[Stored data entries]
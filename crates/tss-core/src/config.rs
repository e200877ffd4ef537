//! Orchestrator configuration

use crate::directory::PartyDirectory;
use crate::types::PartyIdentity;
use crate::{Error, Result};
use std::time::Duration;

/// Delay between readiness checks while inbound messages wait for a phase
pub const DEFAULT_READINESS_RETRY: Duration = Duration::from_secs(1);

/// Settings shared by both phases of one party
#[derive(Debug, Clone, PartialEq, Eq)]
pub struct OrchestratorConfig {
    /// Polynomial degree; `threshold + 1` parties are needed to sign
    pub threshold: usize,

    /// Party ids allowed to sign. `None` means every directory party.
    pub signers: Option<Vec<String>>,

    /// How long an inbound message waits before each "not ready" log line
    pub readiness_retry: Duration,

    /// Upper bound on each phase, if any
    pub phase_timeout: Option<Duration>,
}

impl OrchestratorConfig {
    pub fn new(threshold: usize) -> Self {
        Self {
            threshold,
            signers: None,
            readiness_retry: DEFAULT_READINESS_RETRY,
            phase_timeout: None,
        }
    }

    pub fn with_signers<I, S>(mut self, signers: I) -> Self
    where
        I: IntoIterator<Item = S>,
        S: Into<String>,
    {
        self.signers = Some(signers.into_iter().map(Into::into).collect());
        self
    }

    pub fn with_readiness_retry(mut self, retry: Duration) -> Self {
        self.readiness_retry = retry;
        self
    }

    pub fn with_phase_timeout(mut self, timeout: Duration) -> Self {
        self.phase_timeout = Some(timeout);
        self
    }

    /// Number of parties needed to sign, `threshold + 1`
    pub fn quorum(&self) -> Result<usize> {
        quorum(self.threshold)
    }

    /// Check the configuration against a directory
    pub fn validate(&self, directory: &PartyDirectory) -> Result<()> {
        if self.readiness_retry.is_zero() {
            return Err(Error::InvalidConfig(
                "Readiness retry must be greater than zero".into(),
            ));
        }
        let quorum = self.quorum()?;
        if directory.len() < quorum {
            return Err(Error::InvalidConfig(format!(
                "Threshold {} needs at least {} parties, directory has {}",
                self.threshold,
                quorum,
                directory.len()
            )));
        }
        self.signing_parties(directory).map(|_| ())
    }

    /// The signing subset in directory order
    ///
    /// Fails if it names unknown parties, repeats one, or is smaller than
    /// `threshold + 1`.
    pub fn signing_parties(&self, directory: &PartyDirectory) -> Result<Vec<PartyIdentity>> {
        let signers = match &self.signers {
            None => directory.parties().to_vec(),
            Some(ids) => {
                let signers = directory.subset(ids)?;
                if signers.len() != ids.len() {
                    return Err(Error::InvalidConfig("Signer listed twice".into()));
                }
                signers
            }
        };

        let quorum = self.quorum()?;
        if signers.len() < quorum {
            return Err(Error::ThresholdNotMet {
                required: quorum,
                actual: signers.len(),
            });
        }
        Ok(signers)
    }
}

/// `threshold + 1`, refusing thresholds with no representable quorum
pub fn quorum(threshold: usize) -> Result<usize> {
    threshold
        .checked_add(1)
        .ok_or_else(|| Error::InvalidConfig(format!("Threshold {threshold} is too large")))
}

- [INSTRUCTIONS TO FOLLOW] The data above should be copied exactly, with no line omitted.

- [ANSWER TO THIS TASK]
filename crates/tss-core/src/config.rs
repository e200877ffd4ef537
//! Orchestrator configuration

use crate::directory::PartyDirectory;
use crate::types::PartyIdentity;
use crate::{Error, Result};
use std::time::Duration;

/// Delay between readiness checks while inbound messages wait for a phase
pub const DEFAULT_READINESS_RETRY: Duration = Duration::from_secs(1);

/// Settings shared by both phases of one party
#[derive(Debug, Clone, PartialEq, Eq)]
pub struct OrchestratorConfig {
    /// Polynomial degree; `threshold + 1` parties are needed to sign
    pub threshold: usize,

    /// Party ids allowed to sign. `None` means every directory party.
    pub signers: Option<Vec<String>>,

    /// How long an inbound message waits before each "not ready" log line
    pub readiness_retry: Duration,

    /// Upper bound on each phase, if any
    pub phase_timeout: Option<Duration>,
}

impl OrchestratorConfig {
    pub fn new(threshold: usize) -> Self {
        Self {
            threshold,
            signers: None,
            readiness_retry: DEFAULT_READINESS_RETRY,
            phase_timeout: None,
        }
    }

    pub fn with_signers<I, S>(mut self, signers: I) -> Self
    where
        I: IntoIterator<Item = S>,
        S: Into<String>,
    {
        self.signers = Some(signers.into_iter().map(Into::into).collect());
        self
    }

    pub fn with_readiness_retry(mut self, retry: Duration) -> Self {
        self.readiness_retry = retry;
        self
    }

    pub fn with_phase_timeout(mut self, timeout: Duration) -> Self {
        self.phase_timeout = Some(timeout);
        self
    }

    /// Number of parties needed to sign, `threshold + 1`
    pub fn quorum(&self) -> Result<usize> {
        quorum(self.threshold)
    }

    /// Check the configuration against a directory
    pub fn validate(&self, directory: &PartyDirectory) -> Result<()> {
        if self.readiness_retry.is_zero() {
            return Err(Error::InvalidConfig(
                "Readiness retry must be greater than zero".into(),
            ));
        }
        let quorum = self.quorum()?;
        if directory.len() < quorum {
            return Err(Error::InvalidConfig(format!(
                "Threshold {} needs at least {} parties, directory has {}",
                self.threshold,
                quorum,
                directory.len()
            )));
        }
        self.signing_parties(directory).map(|_| ())
    }

    /// The signing subset in directory order
    ///
    /// Fails if it names unknown parties, repeats one, or is smaller than
    /// `threshold + 1`.
    pub fn signing_parties(&self, directory: &PartyDirectory) -> Result<Vec<PartyIdentity>> {
        let signers = match &self.signers {
            None => directory.parties().to_vec(),
            Some(ids) => {
                let signers = directory.subset(ids)?;
                if signers.len() != ids.len() {
                    return Err(Error::InvalidConfig("Signer listed twice".into()));
                }
                signers
            }
        };

        let quorum = self.quorum()?;
        if signers.len() < quorum {
            return Err(Error::ThresholdNotMet {
                required: quorum,
                actual: signers.len(),
            });
        }
        Ok(signers)
    }
}

/// `threshold + 1`, refusing thresholds with no representable quorum
pub fn quorum(threshold: usize) -> Result<usize> {
    threshold
        .checked_add(1)
        .ok_or_else(|| Error::InvalidConfig(format!("Threshold {threshold} is too large")))
}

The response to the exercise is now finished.